• **What you have to do**
Among these entries, how many lines contain "filename"? Say the number and nothing else.

Saved entries
★ ★ ★ ★ ★

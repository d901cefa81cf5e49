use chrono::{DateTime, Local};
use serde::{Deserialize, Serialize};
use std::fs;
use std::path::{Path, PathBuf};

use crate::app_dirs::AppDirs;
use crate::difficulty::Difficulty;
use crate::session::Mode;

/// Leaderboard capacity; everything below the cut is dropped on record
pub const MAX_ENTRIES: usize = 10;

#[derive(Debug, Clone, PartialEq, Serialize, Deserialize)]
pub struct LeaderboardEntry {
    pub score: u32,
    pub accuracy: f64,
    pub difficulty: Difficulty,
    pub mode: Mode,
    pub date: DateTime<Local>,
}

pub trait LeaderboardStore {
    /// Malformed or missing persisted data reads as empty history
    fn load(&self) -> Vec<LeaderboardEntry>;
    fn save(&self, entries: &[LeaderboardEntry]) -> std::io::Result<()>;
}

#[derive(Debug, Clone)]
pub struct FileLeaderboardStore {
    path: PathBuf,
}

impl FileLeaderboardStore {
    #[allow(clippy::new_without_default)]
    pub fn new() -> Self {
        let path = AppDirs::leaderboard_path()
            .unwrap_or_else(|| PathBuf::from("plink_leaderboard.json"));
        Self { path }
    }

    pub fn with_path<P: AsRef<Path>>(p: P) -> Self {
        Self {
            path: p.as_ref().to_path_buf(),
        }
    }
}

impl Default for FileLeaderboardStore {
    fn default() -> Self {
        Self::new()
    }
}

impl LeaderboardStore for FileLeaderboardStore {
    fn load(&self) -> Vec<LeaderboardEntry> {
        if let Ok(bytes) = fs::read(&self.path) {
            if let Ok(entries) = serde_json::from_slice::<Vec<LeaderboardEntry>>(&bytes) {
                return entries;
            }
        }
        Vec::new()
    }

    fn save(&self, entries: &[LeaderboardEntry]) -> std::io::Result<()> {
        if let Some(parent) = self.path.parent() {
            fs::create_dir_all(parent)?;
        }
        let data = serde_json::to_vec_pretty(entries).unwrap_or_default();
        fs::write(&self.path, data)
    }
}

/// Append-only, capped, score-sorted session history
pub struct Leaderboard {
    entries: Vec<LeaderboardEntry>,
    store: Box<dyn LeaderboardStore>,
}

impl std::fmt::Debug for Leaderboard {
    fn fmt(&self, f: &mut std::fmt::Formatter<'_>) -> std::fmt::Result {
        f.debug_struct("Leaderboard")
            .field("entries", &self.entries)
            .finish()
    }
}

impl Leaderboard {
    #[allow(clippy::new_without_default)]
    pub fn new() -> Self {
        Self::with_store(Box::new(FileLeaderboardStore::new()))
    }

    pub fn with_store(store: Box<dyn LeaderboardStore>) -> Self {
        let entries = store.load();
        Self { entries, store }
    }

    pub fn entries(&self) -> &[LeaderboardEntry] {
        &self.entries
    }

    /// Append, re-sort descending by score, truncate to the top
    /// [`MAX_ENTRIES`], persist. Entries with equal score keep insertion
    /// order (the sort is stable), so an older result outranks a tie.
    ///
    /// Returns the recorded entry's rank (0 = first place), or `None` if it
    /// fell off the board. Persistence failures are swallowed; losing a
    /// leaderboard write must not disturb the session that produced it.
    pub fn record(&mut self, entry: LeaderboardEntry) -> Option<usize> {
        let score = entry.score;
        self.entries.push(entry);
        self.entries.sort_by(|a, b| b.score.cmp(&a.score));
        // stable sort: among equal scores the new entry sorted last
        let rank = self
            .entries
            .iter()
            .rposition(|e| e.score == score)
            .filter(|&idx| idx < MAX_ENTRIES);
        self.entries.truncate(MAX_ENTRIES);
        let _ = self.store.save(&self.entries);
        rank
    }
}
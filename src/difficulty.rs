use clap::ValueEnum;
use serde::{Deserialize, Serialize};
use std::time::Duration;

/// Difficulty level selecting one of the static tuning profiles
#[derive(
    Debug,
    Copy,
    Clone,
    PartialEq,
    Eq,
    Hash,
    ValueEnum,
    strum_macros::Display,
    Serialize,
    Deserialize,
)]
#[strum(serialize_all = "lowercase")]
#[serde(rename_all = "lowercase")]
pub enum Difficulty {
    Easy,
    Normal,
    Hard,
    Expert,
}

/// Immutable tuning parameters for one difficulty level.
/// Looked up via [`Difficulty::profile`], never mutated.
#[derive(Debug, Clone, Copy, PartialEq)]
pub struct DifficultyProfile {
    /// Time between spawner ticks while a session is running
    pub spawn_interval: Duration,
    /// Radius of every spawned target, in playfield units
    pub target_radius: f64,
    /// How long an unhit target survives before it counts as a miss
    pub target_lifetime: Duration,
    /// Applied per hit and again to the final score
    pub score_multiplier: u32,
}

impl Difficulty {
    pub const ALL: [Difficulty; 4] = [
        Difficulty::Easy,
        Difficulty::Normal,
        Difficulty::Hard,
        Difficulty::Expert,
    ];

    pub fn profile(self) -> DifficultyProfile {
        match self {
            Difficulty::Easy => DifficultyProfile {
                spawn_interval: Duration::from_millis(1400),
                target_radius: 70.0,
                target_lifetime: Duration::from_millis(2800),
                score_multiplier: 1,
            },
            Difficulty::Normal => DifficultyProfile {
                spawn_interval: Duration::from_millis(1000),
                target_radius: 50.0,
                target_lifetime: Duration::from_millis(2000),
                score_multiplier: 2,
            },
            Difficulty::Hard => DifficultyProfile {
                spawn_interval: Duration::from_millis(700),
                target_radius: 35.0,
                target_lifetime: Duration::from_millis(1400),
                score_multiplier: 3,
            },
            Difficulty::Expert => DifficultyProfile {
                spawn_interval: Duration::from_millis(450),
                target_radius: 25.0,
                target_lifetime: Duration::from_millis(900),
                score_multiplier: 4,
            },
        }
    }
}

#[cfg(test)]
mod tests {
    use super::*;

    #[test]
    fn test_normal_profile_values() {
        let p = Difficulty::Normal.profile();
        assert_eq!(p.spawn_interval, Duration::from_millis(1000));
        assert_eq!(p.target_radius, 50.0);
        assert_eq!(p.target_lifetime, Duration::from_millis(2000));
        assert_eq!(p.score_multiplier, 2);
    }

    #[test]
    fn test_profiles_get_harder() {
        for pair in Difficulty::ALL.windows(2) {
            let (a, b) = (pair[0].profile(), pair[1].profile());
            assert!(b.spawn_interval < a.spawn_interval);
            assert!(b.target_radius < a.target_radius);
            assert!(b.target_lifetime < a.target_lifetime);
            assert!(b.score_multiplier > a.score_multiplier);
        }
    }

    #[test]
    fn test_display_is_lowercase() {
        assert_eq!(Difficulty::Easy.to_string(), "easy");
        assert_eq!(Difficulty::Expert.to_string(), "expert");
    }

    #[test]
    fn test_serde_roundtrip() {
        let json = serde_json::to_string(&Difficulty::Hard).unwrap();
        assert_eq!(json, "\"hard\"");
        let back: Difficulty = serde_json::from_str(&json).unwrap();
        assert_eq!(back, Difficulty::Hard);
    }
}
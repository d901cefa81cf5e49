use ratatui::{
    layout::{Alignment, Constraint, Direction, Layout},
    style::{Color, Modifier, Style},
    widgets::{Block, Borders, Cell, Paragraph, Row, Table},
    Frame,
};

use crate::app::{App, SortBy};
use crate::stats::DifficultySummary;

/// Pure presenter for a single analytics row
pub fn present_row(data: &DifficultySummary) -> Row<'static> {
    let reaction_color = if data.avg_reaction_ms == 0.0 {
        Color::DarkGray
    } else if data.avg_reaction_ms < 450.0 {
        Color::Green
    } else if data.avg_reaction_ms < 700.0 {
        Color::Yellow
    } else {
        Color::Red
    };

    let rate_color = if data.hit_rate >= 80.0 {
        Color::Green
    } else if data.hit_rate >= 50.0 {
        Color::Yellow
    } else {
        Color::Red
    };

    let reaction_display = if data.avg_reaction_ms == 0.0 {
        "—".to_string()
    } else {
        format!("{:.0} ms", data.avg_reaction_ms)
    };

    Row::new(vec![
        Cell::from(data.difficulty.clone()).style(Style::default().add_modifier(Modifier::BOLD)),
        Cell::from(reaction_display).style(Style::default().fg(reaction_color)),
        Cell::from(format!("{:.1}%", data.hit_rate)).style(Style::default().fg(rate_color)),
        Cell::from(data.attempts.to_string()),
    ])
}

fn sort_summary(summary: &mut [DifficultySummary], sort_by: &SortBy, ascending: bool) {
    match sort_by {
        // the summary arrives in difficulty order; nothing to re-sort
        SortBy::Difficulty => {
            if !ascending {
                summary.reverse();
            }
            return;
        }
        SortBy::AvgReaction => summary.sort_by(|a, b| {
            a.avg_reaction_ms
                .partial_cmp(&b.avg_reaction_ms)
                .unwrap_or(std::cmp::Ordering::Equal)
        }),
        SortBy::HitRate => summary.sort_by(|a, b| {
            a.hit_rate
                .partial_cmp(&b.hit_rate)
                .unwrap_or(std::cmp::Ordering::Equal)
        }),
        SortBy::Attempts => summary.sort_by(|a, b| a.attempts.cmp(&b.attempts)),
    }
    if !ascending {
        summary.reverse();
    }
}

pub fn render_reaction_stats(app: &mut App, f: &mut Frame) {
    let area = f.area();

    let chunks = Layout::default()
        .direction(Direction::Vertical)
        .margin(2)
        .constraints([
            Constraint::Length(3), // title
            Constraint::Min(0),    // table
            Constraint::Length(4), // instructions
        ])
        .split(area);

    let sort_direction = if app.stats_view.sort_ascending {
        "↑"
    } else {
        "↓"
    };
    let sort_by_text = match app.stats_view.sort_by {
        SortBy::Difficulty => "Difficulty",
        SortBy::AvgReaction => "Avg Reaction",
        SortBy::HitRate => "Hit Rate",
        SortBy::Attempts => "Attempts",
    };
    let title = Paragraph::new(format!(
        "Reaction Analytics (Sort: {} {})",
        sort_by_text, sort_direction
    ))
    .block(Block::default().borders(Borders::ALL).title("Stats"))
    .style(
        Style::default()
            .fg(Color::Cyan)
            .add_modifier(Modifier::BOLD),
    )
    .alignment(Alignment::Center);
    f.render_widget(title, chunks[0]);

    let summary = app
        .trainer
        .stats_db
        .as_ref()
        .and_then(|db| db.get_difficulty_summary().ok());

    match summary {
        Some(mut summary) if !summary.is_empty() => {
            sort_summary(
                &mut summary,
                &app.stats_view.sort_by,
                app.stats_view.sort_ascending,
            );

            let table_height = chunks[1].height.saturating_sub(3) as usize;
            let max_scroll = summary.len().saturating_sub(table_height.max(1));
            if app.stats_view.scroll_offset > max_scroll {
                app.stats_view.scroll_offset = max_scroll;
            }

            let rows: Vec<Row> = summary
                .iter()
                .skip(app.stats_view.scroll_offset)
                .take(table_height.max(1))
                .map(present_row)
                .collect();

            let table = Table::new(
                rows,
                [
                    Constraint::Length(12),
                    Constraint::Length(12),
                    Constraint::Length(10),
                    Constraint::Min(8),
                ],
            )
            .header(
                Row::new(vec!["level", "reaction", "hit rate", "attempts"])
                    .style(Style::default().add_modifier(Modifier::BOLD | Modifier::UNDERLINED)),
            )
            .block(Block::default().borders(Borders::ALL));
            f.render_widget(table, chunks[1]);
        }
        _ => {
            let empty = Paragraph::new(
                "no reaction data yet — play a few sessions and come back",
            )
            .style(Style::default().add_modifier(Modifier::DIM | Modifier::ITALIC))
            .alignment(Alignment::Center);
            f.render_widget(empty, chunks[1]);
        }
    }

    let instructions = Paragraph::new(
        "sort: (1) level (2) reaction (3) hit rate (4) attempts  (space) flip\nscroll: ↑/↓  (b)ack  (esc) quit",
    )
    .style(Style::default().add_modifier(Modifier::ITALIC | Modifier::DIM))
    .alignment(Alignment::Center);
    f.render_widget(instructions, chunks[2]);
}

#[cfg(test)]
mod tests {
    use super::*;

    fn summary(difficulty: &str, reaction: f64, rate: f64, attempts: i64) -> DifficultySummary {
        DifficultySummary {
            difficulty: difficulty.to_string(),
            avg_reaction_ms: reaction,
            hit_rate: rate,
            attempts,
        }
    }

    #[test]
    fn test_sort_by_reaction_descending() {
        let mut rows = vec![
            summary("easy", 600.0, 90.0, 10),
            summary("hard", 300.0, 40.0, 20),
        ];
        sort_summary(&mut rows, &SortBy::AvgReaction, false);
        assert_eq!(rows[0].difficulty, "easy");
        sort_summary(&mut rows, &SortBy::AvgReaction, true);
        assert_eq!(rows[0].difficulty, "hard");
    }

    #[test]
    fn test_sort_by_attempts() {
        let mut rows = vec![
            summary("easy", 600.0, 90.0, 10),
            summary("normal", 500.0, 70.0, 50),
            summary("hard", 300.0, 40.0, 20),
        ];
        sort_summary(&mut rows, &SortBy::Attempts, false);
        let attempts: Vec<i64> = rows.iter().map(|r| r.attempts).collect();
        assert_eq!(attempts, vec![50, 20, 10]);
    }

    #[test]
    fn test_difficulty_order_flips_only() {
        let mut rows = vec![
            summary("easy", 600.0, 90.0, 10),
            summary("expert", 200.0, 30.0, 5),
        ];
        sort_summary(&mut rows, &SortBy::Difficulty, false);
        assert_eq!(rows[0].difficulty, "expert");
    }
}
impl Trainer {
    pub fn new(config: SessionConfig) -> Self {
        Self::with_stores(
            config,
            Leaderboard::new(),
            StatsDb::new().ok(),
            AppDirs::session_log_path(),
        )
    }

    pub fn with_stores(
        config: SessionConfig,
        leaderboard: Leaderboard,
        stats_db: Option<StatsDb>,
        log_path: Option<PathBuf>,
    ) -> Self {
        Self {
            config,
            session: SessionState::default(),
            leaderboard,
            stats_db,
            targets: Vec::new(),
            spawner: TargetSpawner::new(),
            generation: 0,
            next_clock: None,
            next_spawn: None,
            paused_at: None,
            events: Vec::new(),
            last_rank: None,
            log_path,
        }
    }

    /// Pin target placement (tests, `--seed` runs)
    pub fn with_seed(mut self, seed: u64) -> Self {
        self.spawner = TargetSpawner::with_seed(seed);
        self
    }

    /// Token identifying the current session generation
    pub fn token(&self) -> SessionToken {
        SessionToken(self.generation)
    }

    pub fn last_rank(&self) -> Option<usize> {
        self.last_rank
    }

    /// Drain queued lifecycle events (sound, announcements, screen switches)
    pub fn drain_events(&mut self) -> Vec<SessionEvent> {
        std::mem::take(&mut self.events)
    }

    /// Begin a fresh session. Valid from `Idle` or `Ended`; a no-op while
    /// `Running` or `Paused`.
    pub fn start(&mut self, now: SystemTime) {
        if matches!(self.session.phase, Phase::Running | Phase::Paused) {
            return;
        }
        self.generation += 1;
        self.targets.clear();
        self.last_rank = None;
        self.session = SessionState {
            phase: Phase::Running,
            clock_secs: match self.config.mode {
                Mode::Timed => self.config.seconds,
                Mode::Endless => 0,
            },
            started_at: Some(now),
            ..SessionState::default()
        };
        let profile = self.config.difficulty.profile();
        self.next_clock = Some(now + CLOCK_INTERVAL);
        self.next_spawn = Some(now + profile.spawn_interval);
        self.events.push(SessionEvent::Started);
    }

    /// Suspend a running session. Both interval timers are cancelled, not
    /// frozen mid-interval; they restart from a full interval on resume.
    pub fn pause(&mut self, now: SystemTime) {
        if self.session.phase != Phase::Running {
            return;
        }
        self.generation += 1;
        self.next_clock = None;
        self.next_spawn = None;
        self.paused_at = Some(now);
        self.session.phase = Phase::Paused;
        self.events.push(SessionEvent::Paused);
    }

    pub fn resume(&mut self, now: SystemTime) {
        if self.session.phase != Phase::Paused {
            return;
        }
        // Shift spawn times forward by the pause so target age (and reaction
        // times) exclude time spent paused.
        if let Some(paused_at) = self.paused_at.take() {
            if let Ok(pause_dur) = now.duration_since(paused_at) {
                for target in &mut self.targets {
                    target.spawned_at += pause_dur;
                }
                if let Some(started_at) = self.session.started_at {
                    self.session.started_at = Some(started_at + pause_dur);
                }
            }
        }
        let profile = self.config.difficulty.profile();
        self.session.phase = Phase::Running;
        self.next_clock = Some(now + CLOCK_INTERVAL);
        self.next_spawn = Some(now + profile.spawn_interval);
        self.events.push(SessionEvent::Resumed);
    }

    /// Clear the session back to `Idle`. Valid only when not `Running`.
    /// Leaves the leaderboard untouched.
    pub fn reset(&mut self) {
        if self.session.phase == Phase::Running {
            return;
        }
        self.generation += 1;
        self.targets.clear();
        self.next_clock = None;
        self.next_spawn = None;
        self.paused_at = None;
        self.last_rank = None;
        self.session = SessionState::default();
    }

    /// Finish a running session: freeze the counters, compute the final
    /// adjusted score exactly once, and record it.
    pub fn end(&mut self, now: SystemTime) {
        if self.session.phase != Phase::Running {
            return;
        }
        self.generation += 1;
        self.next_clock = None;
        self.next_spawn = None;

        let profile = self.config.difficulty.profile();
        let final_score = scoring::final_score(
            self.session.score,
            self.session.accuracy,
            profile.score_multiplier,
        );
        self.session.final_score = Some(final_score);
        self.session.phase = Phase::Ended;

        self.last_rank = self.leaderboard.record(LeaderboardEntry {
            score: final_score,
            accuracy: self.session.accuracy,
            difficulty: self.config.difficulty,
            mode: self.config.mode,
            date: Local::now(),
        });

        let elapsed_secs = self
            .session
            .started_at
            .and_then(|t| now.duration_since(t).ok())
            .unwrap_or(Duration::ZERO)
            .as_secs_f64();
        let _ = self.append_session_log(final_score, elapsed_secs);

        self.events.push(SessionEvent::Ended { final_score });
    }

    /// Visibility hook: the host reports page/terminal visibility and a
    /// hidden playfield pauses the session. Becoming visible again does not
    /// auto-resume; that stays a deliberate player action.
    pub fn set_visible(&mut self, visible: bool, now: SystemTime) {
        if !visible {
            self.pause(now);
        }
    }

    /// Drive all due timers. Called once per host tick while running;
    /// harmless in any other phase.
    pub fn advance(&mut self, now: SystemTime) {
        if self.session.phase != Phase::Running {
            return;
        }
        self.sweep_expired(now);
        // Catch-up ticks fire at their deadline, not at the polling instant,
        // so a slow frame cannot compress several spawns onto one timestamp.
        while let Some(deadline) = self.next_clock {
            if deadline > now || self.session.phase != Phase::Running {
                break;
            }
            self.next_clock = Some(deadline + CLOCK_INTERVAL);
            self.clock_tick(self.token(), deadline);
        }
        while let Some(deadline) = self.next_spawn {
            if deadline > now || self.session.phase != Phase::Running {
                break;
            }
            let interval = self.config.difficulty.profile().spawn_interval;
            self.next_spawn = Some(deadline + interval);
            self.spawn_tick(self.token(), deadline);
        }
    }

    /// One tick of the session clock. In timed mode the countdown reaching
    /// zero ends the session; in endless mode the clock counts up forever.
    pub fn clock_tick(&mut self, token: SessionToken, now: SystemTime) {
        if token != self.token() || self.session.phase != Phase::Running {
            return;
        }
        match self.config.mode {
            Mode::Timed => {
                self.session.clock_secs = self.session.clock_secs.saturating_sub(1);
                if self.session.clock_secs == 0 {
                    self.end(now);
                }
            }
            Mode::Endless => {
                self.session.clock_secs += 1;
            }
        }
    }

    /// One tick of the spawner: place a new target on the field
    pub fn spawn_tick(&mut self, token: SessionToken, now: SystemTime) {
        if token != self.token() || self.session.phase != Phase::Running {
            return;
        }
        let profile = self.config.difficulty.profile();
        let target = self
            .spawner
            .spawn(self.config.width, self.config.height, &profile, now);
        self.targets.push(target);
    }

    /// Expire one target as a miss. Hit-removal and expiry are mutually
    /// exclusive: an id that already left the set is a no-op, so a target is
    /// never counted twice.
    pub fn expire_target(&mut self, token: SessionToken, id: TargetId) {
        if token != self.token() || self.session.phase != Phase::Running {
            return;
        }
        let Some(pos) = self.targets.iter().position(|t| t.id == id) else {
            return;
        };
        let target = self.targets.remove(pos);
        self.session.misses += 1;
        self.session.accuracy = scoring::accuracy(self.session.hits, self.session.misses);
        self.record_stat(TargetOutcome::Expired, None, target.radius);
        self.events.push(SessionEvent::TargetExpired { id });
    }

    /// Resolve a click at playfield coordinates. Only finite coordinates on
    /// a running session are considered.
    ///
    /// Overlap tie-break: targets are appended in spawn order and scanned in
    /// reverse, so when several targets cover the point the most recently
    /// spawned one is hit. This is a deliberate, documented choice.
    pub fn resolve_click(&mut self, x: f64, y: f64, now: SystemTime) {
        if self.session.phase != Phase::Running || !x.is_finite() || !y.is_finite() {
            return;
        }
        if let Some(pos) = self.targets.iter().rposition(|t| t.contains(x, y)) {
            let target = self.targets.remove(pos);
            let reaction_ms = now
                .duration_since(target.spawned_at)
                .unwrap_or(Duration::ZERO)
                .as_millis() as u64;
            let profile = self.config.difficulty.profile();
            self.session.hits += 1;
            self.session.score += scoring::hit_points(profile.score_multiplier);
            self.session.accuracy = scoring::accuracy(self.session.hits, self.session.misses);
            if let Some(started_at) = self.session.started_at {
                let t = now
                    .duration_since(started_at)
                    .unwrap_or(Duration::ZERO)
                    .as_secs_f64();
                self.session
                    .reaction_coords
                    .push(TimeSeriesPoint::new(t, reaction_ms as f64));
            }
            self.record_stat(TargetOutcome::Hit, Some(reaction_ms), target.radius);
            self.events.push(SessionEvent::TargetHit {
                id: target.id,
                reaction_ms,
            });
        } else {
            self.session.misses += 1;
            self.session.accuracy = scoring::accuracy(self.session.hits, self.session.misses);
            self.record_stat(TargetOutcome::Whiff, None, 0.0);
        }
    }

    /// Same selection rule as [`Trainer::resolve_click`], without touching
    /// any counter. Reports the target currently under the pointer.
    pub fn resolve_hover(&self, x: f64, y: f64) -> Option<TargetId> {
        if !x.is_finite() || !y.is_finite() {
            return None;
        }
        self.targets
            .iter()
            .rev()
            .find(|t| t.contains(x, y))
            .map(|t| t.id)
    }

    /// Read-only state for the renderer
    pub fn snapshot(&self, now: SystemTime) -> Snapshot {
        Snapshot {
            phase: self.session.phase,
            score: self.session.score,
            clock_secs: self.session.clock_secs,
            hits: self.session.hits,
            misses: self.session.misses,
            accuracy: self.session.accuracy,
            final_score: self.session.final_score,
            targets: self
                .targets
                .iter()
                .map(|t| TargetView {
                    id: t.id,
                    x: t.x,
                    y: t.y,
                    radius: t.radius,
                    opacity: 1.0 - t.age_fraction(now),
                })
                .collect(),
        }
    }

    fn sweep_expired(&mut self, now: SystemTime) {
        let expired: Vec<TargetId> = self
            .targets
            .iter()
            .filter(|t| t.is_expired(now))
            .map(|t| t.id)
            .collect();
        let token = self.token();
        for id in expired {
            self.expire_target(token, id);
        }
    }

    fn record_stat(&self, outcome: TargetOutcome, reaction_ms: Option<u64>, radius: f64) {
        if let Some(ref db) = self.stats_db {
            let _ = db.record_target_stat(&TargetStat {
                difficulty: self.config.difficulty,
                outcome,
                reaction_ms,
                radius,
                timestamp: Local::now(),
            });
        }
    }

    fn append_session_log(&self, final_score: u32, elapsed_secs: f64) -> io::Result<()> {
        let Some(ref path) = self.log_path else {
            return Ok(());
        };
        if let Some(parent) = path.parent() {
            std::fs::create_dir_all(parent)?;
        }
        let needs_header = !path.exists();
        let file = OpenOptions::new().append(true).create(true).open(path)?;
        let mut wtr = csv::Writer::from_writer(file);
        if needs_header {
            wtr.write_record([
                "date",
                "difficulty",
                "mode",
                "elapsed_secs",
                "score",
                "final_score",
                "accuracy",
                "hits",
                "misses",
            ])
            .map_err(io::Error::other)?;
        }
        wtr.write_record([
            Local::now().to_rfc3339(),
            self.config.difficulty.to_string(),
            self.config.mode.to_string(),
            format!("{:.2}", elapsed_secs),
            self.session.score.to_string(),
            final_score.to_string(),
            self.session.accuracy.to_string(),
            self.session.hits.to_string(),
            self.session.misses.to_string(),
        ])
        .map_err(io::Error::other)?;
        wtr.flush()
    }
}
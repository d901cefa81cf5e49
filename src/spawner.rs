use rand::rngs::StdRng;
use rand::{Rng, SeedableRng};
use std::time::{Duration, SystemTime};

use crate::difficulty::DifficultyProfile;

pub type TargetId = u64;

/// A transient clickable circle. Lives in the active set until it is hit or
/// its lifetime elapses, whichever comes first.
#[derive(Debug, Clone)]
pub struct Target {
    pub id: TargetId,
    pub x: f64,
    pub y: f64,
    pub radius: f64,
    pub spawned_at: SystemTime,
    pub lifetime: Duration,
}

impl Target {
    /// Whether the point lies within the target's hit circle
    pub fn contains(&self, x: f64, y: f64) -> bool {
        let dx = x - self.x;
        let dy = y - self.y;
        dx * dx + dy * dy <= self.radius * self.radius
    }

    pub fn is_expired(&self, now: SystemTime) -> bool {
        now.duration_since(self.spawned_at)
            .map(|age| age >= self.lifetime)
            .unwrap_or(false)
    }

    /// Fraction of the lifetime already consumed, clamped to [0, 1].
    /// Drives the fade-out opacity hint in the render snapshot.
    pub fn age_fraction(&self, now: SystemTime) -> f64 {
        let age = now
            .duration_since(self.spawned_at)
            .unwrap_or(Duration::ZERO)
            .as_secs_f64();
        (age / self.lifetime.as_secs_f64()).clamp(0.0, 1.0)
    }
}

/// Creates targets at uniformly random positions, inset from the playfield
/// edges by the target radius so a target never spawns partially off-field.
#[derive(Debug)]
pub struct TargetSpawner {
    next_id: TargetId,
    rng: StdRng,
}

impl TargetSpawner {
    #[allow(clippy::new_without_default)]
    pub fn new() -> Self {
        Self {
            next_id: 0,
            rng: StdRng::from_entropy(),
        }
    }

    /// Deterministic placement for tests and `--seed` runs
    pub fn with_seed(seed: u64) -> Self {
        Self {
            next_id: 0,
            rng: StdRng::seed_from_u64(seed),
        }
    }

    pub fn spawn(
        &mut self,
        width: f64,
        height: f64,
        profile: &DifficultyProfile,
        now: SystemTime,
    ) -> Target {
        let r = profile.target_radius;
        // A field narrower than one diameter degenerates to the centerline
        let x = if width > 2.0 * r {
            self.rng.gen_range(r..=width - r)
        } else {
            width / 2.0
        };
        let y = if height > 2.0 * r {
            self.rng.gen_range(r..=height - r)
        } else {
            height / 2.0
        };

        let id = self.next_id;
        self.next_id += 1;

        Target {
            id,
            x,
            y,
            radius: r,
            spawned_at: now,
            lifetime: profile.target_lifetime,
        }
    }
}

★ ★ ★ ★ ★

• **Response to the task**
2